The high cost of the Hot Springs lots is not the Organs only concern.

“It’s a rush job,” said Organ.

“And it’s a Band-Aid solution to the land shortage, to make it look like the government’s doing something — it’s a quick fix.”

Although it’s called the Hot Springs Road development, the new subdivision’s main access will be off the Mayo Road.

“But it’s called the Takhini Hot Springs development because lots off the Mayo Road can’t be smaller than 15 acres and can’t be subdivided,” said Organ, who applied to subdivide two years ago and was told Mayo Road area regulations wouldn’t allow it.

Although the Organs’ lot will be surrounded on two sides by one of the new lots, they were not involved in any of the government’s pre-emptive consultations.

“They had meetings with some of the Hot Springs residents, but because we’re on the Mayo Road, they didn’t consult us,” said Organ.

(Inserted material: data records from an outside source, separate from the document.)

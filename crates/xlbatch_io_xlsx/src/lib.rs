//! `xlbatch_io_xlsx`:
//! XLSX writer kernel for batch report generation.
//!
//! - `conf`    : constants and default presets
//! - `spec`    : specs/models/options
//! - `util`    : pure helper functions
//! - `writer`  : DataFrame-to-sheet writer
//! - `protect` : post-write workbook structure protection
pub mod conf;
pub mod protect;
pub mod spec;
pub mod util;
pub mod writer;

pub use conf::{
    N_LEN_EXCEL_SHEET_NAME_MAX, N_NCOLS_EXCEL_MAX, N_NROWS_EXCEL_MAX, TUP_EXCEL_ILLEGAL,
    derive_default_xlsx_formats, derive_default_xlsx_write_options,
};
pub use protect::protect_workbook;
pub use spec::{
    EnumAutofitColumnsRule, EnumCellValue, EnumIntegerCoerceMode, SpecAutofitCellsPolicy,
    SpecCellFormat, SpecSheetReport, SpecXlsxFormats, SpecXlsxReport, SpecXlsxSheetWriteOptions,
    SpecXlsxValuePolicy, SpecXlsxWriteOptions,
};
pub use util::{convert_cell_value, hash_legacy_password, sanitize_sheet_name};
pub use writer::{
    XlsxWriter, derive_cell_value_from_any_value, derive_dataframe_from_ipc_bytes,
};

“In his letter, Cathers told me he had lots of consultations, but I don’t know who with,” said Zeigdel.

The survey line that transects the corner of Zeigdel’s cabin was drawn years after the cabin was built, he said.

“Nobody came and saw how close the line was till after the fact,” said Zeigdel.

“They’re doing things blindly.

“I’m not against development, all I’m asking is that they give us a buffer between what already exists and the new lots.

“And the government shouldn’t be making a profit off land.”